Dr. Jonathan Chekan, an Assistant Professor in the Department of Chemistry and Biochemistry, has received a new LEAP grant from the National Science Foundation for his proposal “LEAPS-MPS: Engineering and Evolution of Copper-Dependent Enzymes for Targeted Peptide Cyclization.” LEAP-MPS stands for Launching Early-Career Academic Pathways in the Mathematical and Physical Sciences, and it one of most prestigious NSF awards for early-career scientists. Learn more about Dr. Chekan’s research.
The proposal abstract, available via NSF’s award search, is below.
In this project funded by the Mathematical and Physical Sciences Directorate Launching Early-Career Academic Pathways (MPS-LEAPS) Program and managed by the Broadening Participation (CHE-BP) Program in the Division of Chemistry, Professor Chekan and his students at University of North Carolina Greensboro will study new enzyme catalysts for the crosslinking of amino acid side chains in peptides. Peptides are important molecules in multiple sectors including agriculture, research, and medicine. However, their utility is often limited by a lack of stability. To overcome this, both Nature and chemists have employed cyclization by the crosslinking of amino acid side chains as a method to improve the physical properties, stability, and bioactivity of peptides. Despite the clear benefits, introduction of these crosslinks can be difficult using traditional synthetic methods. Therefore, Professor Chekan and his students will explore two separate families of copper-dependent enzymes that are known to catalyze challenging oxidative chemistry in peptides.

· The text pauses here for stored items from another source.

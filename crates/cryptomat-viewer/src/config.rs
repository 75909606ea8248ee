//! Viewer Configuration

use std::str::FromStr;

use cryptomat_core::exchange::DEFAULT_MOCK_RECORDS;

pub const DEFAULT_BIND_ADDR: &str = "0.0.0.0:8000";
pub const DEFAULT_SYMBOLS: &[&str] = &["BTCUSDT", "ETHUSDT", "SOLUSDT"];

/// Where the coin board comes from
#[derive(Clone, Copy, Debug, PartialEq, Eq)]
pub enum BoardSource {
    /// Random records from the mock generator
    Mock,
    /// Live prices from the configured exchange client
    Exchange,
}

impl BoardSource {
    pub fn as_str(&self) -> &'static str {
        match self {
            Self::Mock => "mock",
            Self::Exchange => "binance",
        }
    }
}

impl FromStr for BoardSource {
    type Err = anyhow::Error;

    fn from_str(s: &str) -> anyhow::Result<Self> {
        match s.trim().to_lowercase().as_str() {
            "mock" => Ok(Self::Mock),
            "binance" | "live" => Ok(Self::Exchange),
            other => anyhow::bail!("unknown VIEWER_SOURCE '{other}' (expected 'mock' or 'binance')"),
        }
    }
}

#[derive(Clone, Debug)]
pub struct ViewerConfig {
    /// Address the HTTP server binds to
    pub bind_addr: String,

    pub source: BoardSource,

    /// Trading pairs shown in live mode
    pub symbols: Vec<String>,

    /// Number of records generated in mock mode
    pub mock_records: usize,
}

impl Default for ViewerConfig {
    fn default() -> Self {
        Self {
            bind_addr: DEFAULT_BIND_ADDR.into(),
            source: BoardSource::Mock,
            symbols: DEFAULT_SYMBOLS.iter().map(|s| (*s).to_string()).collect(),
            mock_records: DEFAULT_MOCK_RECORDS,
        }
    }
}

impl ViewerConfig {
    pub fn from_env() -> anyhow::Result<Self> {
        Self::from_lookup(|key| std::env::var(key).ok())
    }

    pub fn from_lookup(lookup: impl Fn(&str) -> Option<String>) -> anyhow::Result<Self> {
        let defaults = Self::default();

        let bind_addr = lookup("BIND_ADDR").unwrap_or(defaults.bind_addr);
        let source = match lookup("VIEWER_SOURCE") {
            Some(s) => s.parse()?,
            None => defaults.source,
        };
        let symbols = lookup("VIEWER_SYMBOLS")
            .map(|s| parse_symbols(&s))
            .filter(|s| !s.is_empty())
            .unwrap_or(defaults.symbols);
        let mock_records = match lookup("MOCK_RECORDS") {
            Some(n) => n
                .trim()
                .parse()
                .map_err(|e| anyhow::anyhow!("invalid MOCK_RECORDS '{n}': {e}"))?,
            None => defaults.mock_records,
        };

        Ok(Self {
            bind_addr,
            source,
            symbols,
            mock_records,
        })
    }
}

fn parse_symbols(raw: &str) -> Vec<String> {
    raw.split(',')
        .map(|s| s.trim().to_uppercase())
        .filter(|s| !s.is_empty())
        .collect()
}

#[cfg(test)]
mod tests {
    use super::*;
    use std::collections::HashMap;

    fn lookup(vars: &[(&str, &str)]) -> impl Fn(&str) -> Option<String> {
        let map: HashMap<String, String> = vars.iter().map(|(k, v)| ((*k).to_string(), (*v).to_string())).collect();
        move |key: &str| map.get(key).cloned()
    }

    #[test]
    fn test_defaults() {
        let config = ViewerConfig::from_lookup(|_| None).unwrap();
        assert_eq!(config.bind_addr, "0.0.0.0:8000");
        assert_eq!(config.source, BoardSource::Mock);
        assert_eq!(config.symbols, vec!["BTCUSDT", "ETHUSDT", "SOLUSDT"]);
        assert_eq!(config.mock_records, 20);
    }

    #[test]
    fn test_overrides() {
        let config = ViewerConfig::from_lookup(lookup(&[
            ("BIND_ADDR", "127.0.0.1:9000"),
            ("VIEWER_SOURCE", "Binance"),
            ("VIEWER_SYMBOLS", " btcusdt, ,dogeusdt "),
            ("MOCK_RECORDS", "3"),
        ]))
        .unwrap();
        assert_eq!(config.bind_addr, "127.0.0.1:9000");
        assert_eq!(config.source, BoardSource::Exchange);
        assert_eq!(config.symbols, vec!["BTCUSDT", "DOGEUSDT"]);
        assert_eq!(config.mock_records, 3);
    }

    #[test]
    fn test_invalid_values() {
        assert!(ViewerConfig::from_lookup(lookup(&[("VIEWER_SOURCE", "kraken")])).is_err());
        assert!(ViewerConfig::from_lookup(lookup(&[("MOCK_RECORDS", "many")])).is_err());
    }
}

They will use both directed enzyme evolution and enzyme engineering approaches to improve the substrate scope and catalytic properties of these proteins with the ultimate goal of creating useful biocatalysts. Additionally, this project will serve to help bridge the transition of community college students to the University of North Carolina Greensboro by immersing them in a research focused summer program followed by a yearlong professional development series.
Professor Chekan and his students will focus on engineering copper-dependent enzymes as a platform for developing aromatic amino acid side chain crosslinking biocatalysts. To accomplish this goal, two distinct approaches will be used. First, semi-high throughput screening of copper-dependent peptide cyclases for a target reaction will be completed using cell-free protein synthesis. Promising candidates will be subject to both random and rational active site-focused mutagenesis to improve modification efficiency of the target substrate. To complement this, other copper-dependent oxidases will be developed into chimeras containing a fused peptide binding domain. This approach will localize the enzyme to the target peptide substrates of interest, allowing them to install the desired crosslinks with improved reaction rates and selectivity. Together, these two distinct strategies could not only develop new biocatalytic tools but may give basic insights into the catalytic flexibility of copper-dependent enzymes for peptide modification.